__RECORDED DATA__.
┏━━

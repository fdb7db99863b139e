//! User settings for TermBackup
//!
//! Manages global preferences, crypto cost parameters and backup profiles.

use std::collections::BTreeMap;
use std::path::PathBuf;

use serde::{Deserialize, Serialize};

use super::paths::TermBackupPaths;
use crate::crypto::{Argon2Params, MAX_ARGON2_MEMORY_KIB, MAX_ARGON2_TIME_COST};
use crate::error::{BackupError, BackupResult};
use crate::file_io::{read_json, write_json_atomic};
use crate::manifest::BackupMode;
use crate::retention::RetentionPolicy;

/// Argon2id cost parameters used for new archives
#[derive(Debug, Clone, Copy, PartialEq, Eq, Serialize, Deserialize)]
pub struct CryptoSettings {
    /// Memory cost in KiB
    #[serde(default = "default_memory_kib")]
    pub argon2_memory_kib: u32,
    #[serde(default = "default_time_cost")]
    pub argon2_time_cost: u16,
    #[serde(default = "default_parallelism")]
    pub argon2_parallelism: u8,
}

fn default_memory_kib() -> u32 {
    65536
}

fn default_time_cost() -> u16 {
    3
}

fn default_parallelism() -> u8 {
    4
}

impl Default for CryptoSettings {
    fn default() -> Self {
        Self {
            argon2_memory_kib: default_memory_kib(),
            argon2_time_cost: default_time_cost(),
            argon2_parallelism: default_parallelism(),
        }
    }
}

impl CryptoSettings {
    /// Configured costs, capped to what archive headers accept on read
    pub fn argon2_params(&self) -> Argon2Params {
        Argon2Params::new(
            self.argon2_memory_kib.min(MAX_ARGON2_MEMORY_KIB),
            self.argon2_time_cost.min(MAX_ARGON2_TIME_COST),
            self.argon2_parallelism,
        )
    }
}

/// A named backup profile: what to back up and where
#[derive(Debug, Clone, PartialEq, Eq, Serialize, Deserialize)]
pub struct ProfileConfig {
    pub name: String,
    pub source_dir: String,
    /// Repository in `owner/name` form
    pub repo: String,
    #[serde(default)]
    pub excludes: Vec<String>,
    #[serde(default = "default_compression_level")]
    pub compression_level: u32,
    #[serde(default)]
    pub max_backups: Option<i64>,
    #[serde(default)]
    pub retention_days: Option<i64>,
    #[serde(default)]
    pub backup_mode: BackupMode,
    /// Stored for compatibility; notifications are not sent
    #[serde(default)]
    pub webhook_url: Option<String>,
}

fn default_compression_level() -> u32 {
    6
}

impl ProfileConfig {
    /// A full-mode profile with default compression and no retention
    pub fn new(name: impl Into<String>, source_dir: impl Into<String>, repo: impl Into<String>) -> Self {
        Self {
            name: name.into(),
            source_dir: source_dir.into(),
            repo: repo.into(),
            excludes: Vec::new(),
            compression_level: default_compression_level(),
            max_backups: None,
            retention_days: None,
            backup_mode: BackupMode::Full,
            webhook_url: None,
        }
    }

    /// Check name, repository and compression level
    pub fn validate(&self) -> BackupResult<()> {
        let name_ok = !self.name.is_empty()
            && self
                .name
                .chars()
                .all(|c| c.is_ascii_alphanumeric() || c == '-' || c == '_');
        if !name_ok {
            return Err(BackupError::Validation(format!(
                "Profile name '{}' must contain only alphanumeric characters, hyphens, and underscores",
                self.name
            )));
        }

        let repo_part = |s: &str| {
            !s.is_empty()
                && s != "."
                && s != ".."
                && s
                    .chars()
                    .all(|c| c.is_ascii_alphanumeric() || matches!(c, '_' | '.' | '-'))
        };
        let repo_ok = match self.repo.split_once('/') {
            Some((owner, name)) => repo_part(owner) && repo_part(name),
            None => false,
        };
        if !repo_ok {
            return Err(BackupError::Validation(format!(
                "Repository '{}' must be in 'owner/repo' format",
                self.repo
            )));
        }

        if self.compression_level > 9 {
            return Err(BackupError::Validation(format!(
                "Compression level {} is out of range 0-9",
                self.compression_level
            )));
        }

        Ok(())
    }

    pub fn source_path(&self) -> PathBuf {
        PathBuf::from(&self.source_dir)
    }

    pub fn retention(&self) -> RetentionPolicy {
        RetentionPolicy::new(self.max_backups, self.retention_days)
    }
}

/// User settings for TermBackup
#[derive(Debug, Clone, Serialize, Deserialize)]
pub struct Settings {
    /// Schema version for migration support
    #[serde(default = "default_schema_version")]
    pub schema_version: u32,

    /// Root directory of the local store (defaults to `<base>/store`)
    #[serde(default)]
    pub store_root: Option<PathBuf>,

    #[serde(default = "default_true")]
    pub audit_log_enabled: bool,

    #[serde(default = "default_log_level")]
    pub log_level: String,

    /// Hashing threads; 0 picks `min(8, cores)`
    #[serde(default)]
    pub hash_workers: usize,

    /// Retries for transient remote failures
    #[serde(default = "default_remote_retries")]
    pub remote_retries: u32,

    /// Re-applies of a ledger mutation after a version conflict
    #[serde(default)]
    pub ledger_conflict_retries: u32,

    #[serde(default)]
    pub crypto: CryptoSettings,

    #[serde(default)]
    pub profiles: BTreeMap<String, ProfileConfig>,
}

fn default_schema_version() -> u32 {
    1
}

fn default_true() -> bool {
    true
}

fn default_log_level() -> String {
    "info".to_string()
}

fn default_remote_retries() -> u32 {
    3
}

impl Default for Settings {
    fn default() -> Self {
        Self {
            schema_version: default_schema_version(),
            store_root: None,
            audit_log_enabled: true,
            log_level: default_log_level(),
            hash_workers: 0,
            remote_retries: default_remote_retries(),
            ledger_conflict_retries: 0,
            crypto: CryptoSettings::default(),
            profiles: BTreeMap::new(),
        }
    }
}

impl Settings {
    /// Load settings from disk, or defaults if the file doesn't exist
    pub fn load_or_create(paths: &TermBackupPaths) -> BackupResult<Self> {
        read_json(paths.settings_file())
            .map_err(|e| BackupError::Config(format!("Failed to load settings: {}", e)))
    }

    /// Save settings atomically
    pub fn save(&self, paths: &TermBackupPaths) -> BackupResult<()> {
        paths.ensure_directories()?;
        write_json_atomic(paths.settings_file(), self)
    }

    /// Effective local store root
    pub fn store_root(&self, paths: &TermBackupPaths) -> PathBuf {
        self.store_root.clone().unwrap_or_else(|| paths.store_dir())
    }

    pub fn profile(&self, name: &str) -> BackupResult<&ProfileConfig> {
        self.profiles
            .get(name)
            .ok_or_else(|| BackupError::profile_not_found(name))
    }

    /// Validate and add a new profile
    pub fn add_profile(&mut self, profile: ProfileConfig) -> BackupResult<()> {
        profile.validate()?;
        if self.profiles.contains_key(&profile.name) {
            return Err(BackupError::Validation(format!(
                "Profile '{}' already exists",
                profile.name
            )));
        }
        self.profiles.insert(profile.name.clone(), profile);
        Ok(())
    }

    pub fn remove_profile(&mut self, name: &str) -> BackupResult<ProfileConfig> {
        self.profiles
            .remove(name)
            .ok_or_else(|| BackupError::profile_not_found(name))
    }
}

#[cfg(test)]
mod tests {
    use super::*;
    use tempfile::TempDir;

    fn profile() -> ProfileConfig {
        ProfileConfig::new("docs", "/home/alice/docs", "alice/backups")
    }

    #[test]
    fn test_default_settings() {
        let settings = Settings::default();
        assert_eq!(settings.remote_retries, 3);
        assert_eq!(settings.ledger_conflict_retries, 0);
        assert_eq!(settings.crypto.argon2_params(), Argon2Params::default());
        assert!(settings.audit_log_enabled);
    }

    #[test]
    fn test_argon2_costs_capped() {
        let crypto = CryptoSettings {
            argon2_memory_kib: u32::MAX,
            argon2_time_cost: 1000,
            argon2_parallelism: 2,
        };
        assert_eq!(
            crypto.argon2_params(),
            Argon2Params::new(MAX_ARGON2_MEMORY_KIB, MAX_ARGON2_TIME_COST, 2)
        );
    }

    #[test]
    fn test_save_and_load() {
        let temp_dir = TempDir::new().unwrap();
        let paths = TermBackupPaths::with_base_dir(temp_dir.path().to_path_buf());

        let mut settings = Settings::default();
        settings.add_profile(profile()).unwrap();
        settings.hash_workers = 2;
        settings.save(&paths).unwrap();

        let loaded = Settings::load_or_create(&paths).unwrap();
        assert_eq!(loaded.hash_workers, 2);
        assert_eq!(loaded.profile("docs").unwrap(), &profile());
    }

    #[test]
    fn test_sparse_file_gets_defaults() {
        let temp_dir = TempDir::new().unwrap();
        let paths = TermBackupPaths::with_base_dir(temp_dir.path().to_path_buf());
        std::fs::write(paths.settings_file(), r#"{"log_level":"debug"}"#).unwrap();

        let loaded = Settings::load_or_create(&paths).unwrap();
        assert_eq!(loaded.log_level, "debug");
        assert_eq!(loaded.remote_retries, 3);
        assert_eq!(loaded.crypto.argon2_memory_kib, 65536);
    }

    #[test]
    fn test_profile_validation() {
        assert!(profile().validate().is_ok());

        let mut bad_name = profile();
        bad_name.name = "my docs!".into();
        assert!(bad_name.validate().is_err());

        let mut bad_repo = profile();
        bad_repo.repo = "no-slash".into();
        assert!(bad_repo.validate().is_err());
        bad_repo.repo = "a/b/c".into();
        assert!(bad_repo.validate().is_err());
        bad_repo.repo = "../x".into();
        assert!(bad_repo.validate().is_err());

        let mut bad_level = profile();
        bad_level.compression_level = 10;
        assert!(bad_level.validate().is_err());
    }

    #[test]
    fn test_duplicate_and_missing_profiles() {
        let mut settings = Settings::default();
        settings.add_profile(profile()).unwrap();
        assert!(settings.add_profile(profile()).is_err());

        settings.remove_profile("docs").unwrap();
        assert!(settings.profile("docs").unwrap_err().is_not_found());
        assert!(settings.remove_profile("docs").is_err());
    }

    #[test]
    fn test_profile_defaults_from_json() {
        let raw = r#"{"name":"p","source_dir":"/src","repo":"a/b"}"#;
        let p: ProfileConfig = serde_json::from_str(raw).unwrap();
        assert_eq!(p.compression_level, 6);
        assert_eq!(p.backup_mode, BackupMode::Full);
        assert!(!p.retention().is_enabled());
    }
}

┗━━

__ACTION ITEM__.
Please copy only the lines between the first line of the entries and the line with "use super::paths::TermBackupPaths;", keeping those two end lines as well, exactly as written.

__COMPLETED TASK__.
repository fdb7db99863b139e
//! User settings for TermBackup
//!
//! Manages global preferences, crypto cost parameters and backup profiles.

use std::collections::BTreeMap;
use std::path::PathBuf;

use serde::{Deserialize, Serialize};

use super::paths::TermBackupPaths;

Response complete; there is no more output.